• Stored data
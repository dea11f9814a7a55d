//! Go to definition tests for the IDE layer.

use crate::helpers::fixtures::{PEOPLE, host_at, uri, with_cursor};
use terse::base::TextSize;
use terse::syntax::SymbolKind;

// =============================================================================
// GOTO DEFINITION - CROSS FILE
// =============================================================================

#[test]
fn test_goto_class_in_other_document() {
    let x = "class Foo {\n fn Bar() -> int { return 1 }\n}";
    let (host, y, offset) = host_at("y", "fn run() {\n let f = new Fo$0o()\n}", &[("x", x)]);
    let analysis = host.analysis();

    let result = analysis.goto_definition(&y, offset);
    assert_eq!(result.targets.len(), 1);
    let target = &result.targets[0];
    assert_eq!(target.uri, uri("x"));
    assert_eq!(target.name, "Foo");
    assert_eq!(target.kind, SymbolKind::Class);
    assert_eq!(&x[target.span.range], "Foo");
}

#[test]
fn test_goto_method_in_other_document() {
    let x = "class Foo {\n fn Bar() -> int { return 1 }\n}";
    let (host, y, offset) = host_at(
        "y",
        "fn run() -> int {\n let f = new Foo()\n return f.Ba$0r()\n}",
        &[("x", x)],
    );
    let result = host.analysis().goto_definition(&y, offset);
    let Some(target) = result.targets.first() else {
        panic!("no target for Bar");
    };
    assert_eq!(target.uri, uri("x"));
    assert_eq!(target.kind, SymbolKind::Method);
    assert_eq!(target.span.line, 1);
    assert_eq!(&x[target.span.range], "Bar");
}

#[test]
fn test_goto_inherited_member_in_other_document() {
    let (host, main, offset) = host_at(
        "main",
        "fn f(e: Employee) -> int {\n return e.friends[0].i$0d\n}",
        &[("people", PEOPLE)],
    );
    let result = host.analysis().goto_definition(&main, offset);
    let Some(target) = result.targets.first() else {
        panic!("no target for id");
    };
    assert_eq!(target.uri, uri("people"));
    assert_eq!(&PEOPLE[target.span.range], "id");
}

#[test]
fn test_local_declaration_shadows_workspace() {
    let other = "class Foo {}";
    let marked = "class Foo {}\nfn f(x: Fo$0o) {}";
    let (host, main, offset) = host_at("main", marked, &[("other", other)]);
    let result = host.analysis().goto_definition(&main, offset);
    assert_eq!(result.targets.first().map(|t| t.uri.clone()), Some(uri("main")));
}

// =============================================================================
// GOTO DEFINITION - LOCAL
// =============================================================================

#[test]
fn test_goto_pattern_binding() {
    let marked = "fn f(x: object) {\n match x {\n  Some(found) => { return fou$0nd }\n }\n}";
    let (host, main, offset) = host_at("main", marked, &[]);
    let result = host.analysis().goto_definition(&main, offset);
    let Some(target) = result.targets.first() else {
        panic!("no target for pattern binding");
    };
    assert_eq!(target.kind, SymbolKind::Local);
    assert_eq!(target.span.line, 2);
}

#[test]
fn test_goto_lambda_parameter_outside_callable() {
    let marked = "enum Weight { Heavy = |w| w$0 * 2 }\nfn f(w: int) { }";
    let (host, main, offset) = host_at("main", marked, &[]);
    let result = host.analysis().goto_definition(&main, offset);
    let Some(target) = result.targets.first() else {
        panic!("no target for lambda parameter");
    };
    let (text, _) = with_cursor(marked);
    assert_eq!(target.kind, SymbolKind::Local);
    let lambda = text.find("|w|").expect("lambda") as u32;
    assert_eq!(target.span.start(), TextSize::new(lambda + 1));
}

#[test]
fn test_goto_enum_member_and_extension() {
    let marked = "enum Color { Red, Green }\nextend Color {\n fn label() -> string { return \"\" }\
                  \n}\nfn f(c: Color) {\n let a = Color.Gre$0en\n}";
    let (host, main, offset) = host_at("main", marked, &[]);
    let analysis = host.analysis();
    let result = analysis.goto_definition(&main, offset);
    assert_eq!(result.targets.first().map(|t| t.kind), Some(SymbolKind::EnumMember));

    let marked = "enum Color { Red, Green }\nextend Color {\n fn label() -> string { return \"\" }\
                  \n}\nfn f(c: Color) {\n let a = c.lab$0el()\n}";
    let (host, main, offset) = host_at("main", marked, &[]);
    let result = host.analysis().goto_definition(&main, offset);
    assert_eq!(result.targets.first().map(|t| t.span.line), Some(2));
}

#[test]
fn test_goto_on_keyword_or_unknown_is_empty() {
    let (host, main, offset) = host_at("main", "fn f() {\n ret$0urn unknown\n}", &[]);
    assert!(host.analysis().goto_definition(&main, offset).is_empty());
    let (host, main, offset) = host_at("main", "fn f() {\n return unkn$0own\n}", &[]);
    assert!(host.analysis().goto_definition(&main, offset).is_empty());
}

#[test]
fn test_goto_tolerates_broken_document() {
    let (host, main, offset) = host_at(
        "main",
        "class Foo {}\nfn f(x: Fo$0o) {\n let y = (\n}",
        &[("other", "class {")],
    );
    let analysis = host.analysis();
    assert!(!analysis.diagnostics(&main).is_empty());
    let result = analysis.goto_definition(&main, offset);
    assert_eq!(result.targets.first().map(|t| t.span.line), Some(0));
}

• WORK TASK
Retype the records that precede this task, keeping them exactly the same.

• TASK RESPONSE
repository dea11f9814a7a55d
//! Go to definition tests for the IDE layer.

use crate::helpers::fixtures::{PEOPLE, host_at, uri, with_cursor};
use terse::base::TextSize;
use terse::syntax::SymbolKind;

// =============================================================================
// GOTO DEFINITION - CROSS FILE
// =============================================================================

#[test]
fn test_goto_class_in_other_document() {
    let x = "class Foo {\n fn Bar() -> int { return 1 }\n}";
    let (host, y, offset) = host_at("y", "fn run() {\n let f = new Fo$0o()\n}", &[("x", x)]);
    let analysis = host.analysis();

    let result = analysis.goto_definition(&y, offset);
    assert_eq!(result.targets.len(), 1);
    let target = &result.targets[0];
    assert_eq!(target.uri, uri("x"));
    assert_eq!(target.name, "Foo");
    assert_eq!(target.kind, SymbolKind::Class);
    assert_eq!(&x[target.span.range], "Foo");
}

#[test]
fn test_goto_method_in_other_document() {
    let x = "class Foo {\n fn Bar() -> int { return 1 }\n}";
    let (host, y, offset) = host_at(
        "y",
        "fn run() -> int {\n let f = new Foo()\n return f.Ba$0r()\n}",
        &[("x", x)],
    );
    let result = host.analysis().goto_definition(&y, offset);
    let Some(target) = result.targets.first() else {
        panic!("no target for Bar");
    };
    assert_eq!(target.uri, uri("x"));
    assert_eq!(target.kind, SymbolKind::Method);
    assert_eq!(target.span.line, 1);
    assert_eq!(&x[target.span.range], "Bar");
}

#[test]
fn test_goto_inherited_member_in_other_document() {
    let (host, main, offset) = host_at(
        "main",
        "fn f(e: Employee) -> int {\n return e.friends[0].i$0d\n}",
        &[("people", PEOPLE)],
    );
    let result = host.analysis().goto_definition(&main, offset);
    let Some(target) = result.targets.first() else {
        panic!("no target for id");
    };
    assert_eq!(target.uri, uri("people"));
    assert_eq!(&PEOPLE[target.span.range], "id");
}

#[test]
fn test_local_declaration_shadows_workspace() {
    let other = "class Foo {}";
    let marked = "class Foo {}\nfn f(x: Fo$0o) {}";
    let (host, main, offset) = host_at("main", marked, &[("other", other)]);
    let result = host.analysis().goto_definition(&main, offset);
    assert_eq!(result.targets.first().map(|t| t.uri.clone()), Some(uri("main")));
}

// =============================================================================
// GOTO DEFINITION - LOCAL
// =============================================================================

#[test]
fn test_goto_pattern_binding() {
    let marked = "fn f(x: object) {\n match x {\n  Some(found) => { return fou$0nd }\n }\n}";
    let (host, main, offset) = host_at("main", marked, &[]);
    let result = host.analysis().goto_definition(&main, offset);
    let Some(target) = result.targets.first() else {
        panic!("no target for pattern binding");
    };
    assert_eq!(target.kind, SymbolKind::Local);
    assert_eq!(target.span.line, 2);
}

#[test]
fn test_goto_lambda_parameter_outside_callable() {
    let marked = "enum Weight { Heavy = |w| w$0 * 2 }\nfn f(w: int) { }";
    let (host, main, offset) = host_at("main", marked, &[]);
    let result = host.analysis().goto_definition(&main, offset);
    let Some(target) = result.targets.first() else {
        panic!("no target for lambda parameter");
    };
    let (text, _) = with_cursor(marked);
    assert_eq!(target.kind, SymbolKind::Local);
    let lambda = text.find("|w|").expect("lambda") as u32;
    assert_eq!(target.span.start(), TextSize::new(lambda + 1));
}

#[test]
fn test_goto_enum_member_and_extension() {
    let marked = "enum Color { Red, Green }\nextend Color {\n fn label() -> string { return \"\" }\
                  \n}\nfn f(c: Color) {\n let a = Color.Gre$0en\n}";
    let (host, main, offset) = host_at("main", marked, &[]);
    let analysis = host.analysis();
    let result = analysis.goto_definition(&main, offset);
    assert_eq!(result.targets.first().map(|t| t.kind), Some(SymbolKind::EnumMember));

    let marked = "enum Color { Red, Green }\nextend Color {\n fn label() -> string { return \"\" }\
                  \n}\nfn f(c: Color) {\n let a = c.lab$0el()\n}";
    let (host, main, offset) = host_at("main", marked, &[]);
    let result = host.analysis().goto_definition(&main, offset);
    assert_eq!(result.targets.first().map(|t| t.span.line), Some(2));
}

#[test]
fn test_goto_on_keyword_or_unknown_is_empty() {
    let (host, main, offset) = host_at("main", "fn f() {\n ret$0urn unknown\n}", &[]);
    assert!(host.analysis().goto_definition(&main, offset).is_empty());
    let (host, main, offset) = host_at("main", "fn f() {\n return unkn$0own\n}", &[]);
    assert!(host.analysis().goto_definition(&main, offset).is_empty());
}

#[test]
fn test_goto_tolerates_broken_document() {
    let (host, main, offset) = host_at(
        "main",
        "class Foo {}\nfn f(x: Fo$0o) {\n let y = (\n}",
        &[("other", "class {")],
    );
    let analysis = host.analysis();
    assert!(!analysis.diagnostics(&main).is_empty());
    let result = analysis.goto_definition(&main, offset);
    assert_eq!(result.targets.first().map(|t| t.span.line), Some(0));
}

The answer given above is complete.